Sadly, it seems we cannot escape the fact that many physiotherapists now believe that part of the answer to the problems now facing the profession can be resolved, at least in part, by telling people to lose weight, stop smoking, and get more exercise.
The need to feel part of the move towards population-based primary health care has induced many traditional and orthodox health professionals to scratch their heads and ask what their social function will be in the future.
It seems reasonably clear that traditional sources of work, like the specialist care that once took place in large hospitals, and the routine self-limiting, acute musculoskeletal disorders that made up significant amounts of private practice work, are in terminal decline.
But based on the opinions of ‘Leading physiotherapists from the UK, Canada and Australia’ who ‘led a symposium at the IFOMPT conference in Glasgow’ recently, the answer lies in merely ‘getting patients active’ (link).

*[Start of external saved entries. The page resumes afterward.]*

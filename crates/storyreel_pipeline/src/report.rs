//! Public boundary reports.
//!
//! Pipeline entry points return these instead of propagating `Err`: any
//! whole-run failure is converted to a report with `status: "error"` after
//! the state file has been written.

use serde::Serialize;
use serde_json::Value;
use std::path::PathBuf;

/// Outcome of [`crate::Pipeline::generate_content`].
#[derive(Debug, Clone, PartialEq, Serialize, derive_getters::Getters)]
pub struct GenerationReport {
    /// `"completed"` or `"error"`
    status: String,
    /// Directory-safe project identifier, empty when the run failed before
    /// the project directory was created
    project_slug: String,
    /// Human-readable project title
    project_title: String,
    /// Project directory
    output_dir: PathBuf,
    /// Final manifest payload; `Null` when the run failed
    manifest: Value,
    /// Number of segments the run worked through
    segments_processed: usize,
    /// Path of the state checkpoint
    state_file: PathBuf,
    /// Error message when `status` is `"error"`
    error: Option<String>,
}

impl GenerationReport {
    pub(crate) fn completed(
        project_slug: String,
        project_title: String,
        output_dir: PathBuf,
        manifest: Value,
        segments_processed: usize,
        state_file: PathBuf,
    ) -> Self {
        Self {
            status: "completed".to_string(),
            project_slug,
            project_title,
            output_dir,
            manifest,
            segments_processed,
            state_file,
            error: None,
        }
    }

    pub(crate) fn failed(
        project_slug: String,
        project_title: String,
        output_dir: PathBuf,
        state_file: PathBuf,
        error: String,
    ) -> Self {
        Self {
            status: "error".to_string(),
            project_slug,
            project_title,
            output_dir,
            manifest: Value::Null,
            segments_processed: 0,
            state_file,
            error: Some(error),
        }
    }

    /// Whether the run completed.
    pub fn is_completed(&self) -> bool {
        self.status == "completed"
    }
}

/// Outcome of [`crate::Pipeline::resume_pipeline`].
#[derive(Debug, Clone, PartialEq, Serialize, derive_getters::Getters)]
pub struct ResumeReport {
    /// `"resumed"`, `"already_complete"`, or `"error"`
    status: String,
    /// Directory-safe project identifier
    project_slug: String,
    /// Segments retried in this invocation
    segments_retried: usize,
    /// Segments skipped because their retry budget was exhausted
    segments_skipped: usize,
    /// Segments completed after the resume
    completed_segments: usize,
    /// Segments still failed after the resume
    failed_segments: usize,
    /// Path of the state checkpoint
    state_file: PathBuf,
    /// Error message when `status` is `"error"`
    error: Option<String>,
}

impl ResumeReport {
    pub(crate) fn new(
        status: impl Into<String>,
        project_slug: String,
        segments_retried: usize,
        segments_skipped: usize,
        completed_segments: usize,
        failed_segments: usize,
        state_file: PathBuf,
    ) -> Self {
        Self {
            status: status.into(),
            project_slug,
            segments_retried,
            segments_skipped,
            completed_segments,
            failed_segments,
            state_file,
            error: None,
        }
    }

    pub(crate) fn failed(state_file: PathBuf, error: String) -> Self {
        Self {
            status: "error".to_string(),
            project_slug: String::new(),
            segments_retried: 0,
            segments_skipped: 0,
            completed_segments: 0,
            failed_segments: 0,
            state_file,
            error: Some(error),
        }
    }
}
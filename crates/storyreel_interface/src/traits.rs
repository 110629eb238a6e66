//! Collaborator driver traits.
//!
//! Text and image generation are external services with their own retry and
//! backoff; the core never imposes its own timeout on them.

use async_trait::async_trait;
use std::path::{Path, PathBuf};
use storyreel_error::StoryreelResult;

/// Driver for the text-generation collaborator.
///
/// Implementations own their retry policy. Calls are blocking from the
/// pipeline's perspective: the core awaits them in declared order.
#[async_trait]
pub trait TextGenerator: Send + Sync {
    /// Generate text for the given prompt.
    async fn generate(&self, prompt: &str) -> StoryreelResult<String>;

    /// Provider name (e.g., "gemini", "openai").
    fn provider_name(&self) -> &'static str;

    /// Model identifier (e.g., "gemini-2.0-flash").
    fn model_name(&self) -> &str;
}

/// Driver for the image-generation collaborator.
#[async_trait]
pub trait ImageRenderer: Send + Sync {
    /// Render an image for the prompt, writing it to `output_path`.
    ///
    /// Returns the path of the written file, which may differ from
    /// `output_path` when the implementation appends an extension.
    async fn render(&self, prompt: &str, output_path: &Path) -> StoryreelResult<PathBuf>;

    /// Provider name (e.g., "imagen").
    fn provider_name(&self) -> &'static str;

    /// Model identifier.
    fn model_name(&self) -> &str;
}
//! Core data types for the Storyreel content pipeline.
//!
//! This crate provides the foundation value types used across the workspace:
//! segments, status enums, agent results, and run configuration.

#![forbid(unsafe_code)]
#![warn(missing_docs)]

mod config;
mod result;
mod segment;
mod status;
mod style;

pub use config::{WorkflowConfig, WorkflowConfigBuilder};
pub use result::AgentResult;
pub use segment::Segment;
pub use status::{AgentStatus, PipelineStatus, SegmentStatus, WorkflowStatus};
pub use style::StylePreset;
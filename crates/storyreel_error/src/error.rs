//! Top-level error wrapper types.

use crate::{AgentError, ConfigError, JsonError, PipelineError, SegmentError, StorageError};

/// The foundation error enum covering every failure class in the workspace.
///
/// # Examples
///
/// ```
/// use storyreel_error::{ConfigError, StoryreelError};
///
/// let config_err = ConfigError::new("missing output directory");
/// let err: StoryreelError = config_err.into();
/// assert!(format!("{}", err).contains("Configuration Error"));
/// ```
#[derive(Debug, derive_more::From, derive_more::Display, derive_more::Error)]
pub enum StoryreelErrorKind {
    /// Invalid configuration, rejected before any collaborator call
    #[from(ConfigError)]
    Config(ConfigError),
    /// JSON serialization/deserialization error
    #[from(JsonError)]
    Json(JsonError),
    /// Script segmentation error
    #[from(SegmentError)]
    Segment(SegmentError),
    /// Agent construction or execution error
    #[from(AgentError)]
    Agent(AgentError),
    /// Fatal pipeline stage error
    #[from(PipelineError)]
    Pipeline(PipelineError),
    /// State or artifact persistence error
    #[from(StorageError)]
    Storage(StorageError),
}

/// Storyreel error with kind discrimination.
///
/// # Examples
///
/// ```
/// use storyreel_error::{ConfigError, StoryreelResult};
///
/// fn might_fail() -> StoryreelResult<()> {
///     Err(ConfigError::new("bad value"))?
/// }
///
/// assert!(might_fail().is_err());
/// ```
#[derive(Debug, derive_more::Display, derive_more::Error)]
#[display("Storyreel Error: {}", _0)]
pub struct StoryreelError(Box<StoryreelErrorKind>);

impl StoryreelError {
    /// Create a new error from a kind.
    pub fn new(kind: StoryreelErrorKind) -> Self {
        Self(Box::new(kind))
    }

    /// Get the error kind.
    pub fn kind(&self) -> &StoryreelErrorKind {
        &self.0
    }
}

// Generic From implementation for any type that converts to StoryreelErrorKind
impl<T> From<T> for StoryreelError
where
    T: Into<StoryreelErrorKind>,
{
    fn from(value: T) -> Self {
        Self(Box::new(value.into()))
    }
}

/// Convenience alias for fallible Storyreel operations.
pub type StoryreelResult<T> = Result<T, StoryreelError>;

Non-specific physical activity may well be an important response to the growing concerns around lifestyle disorders, but surely we should be asking whether it requires someone with an expensive three- or four-year training and years of experience with complex co-morbidity to tell someone to lose weight and get more exercise?
Surely the future of the profession lies in more complex health issues than this?
But then perhaps this desire to move into the occupy the mundane end of public health care speaks more to our inability to imagine where the funding will come from for the kind of work that we really should be doing?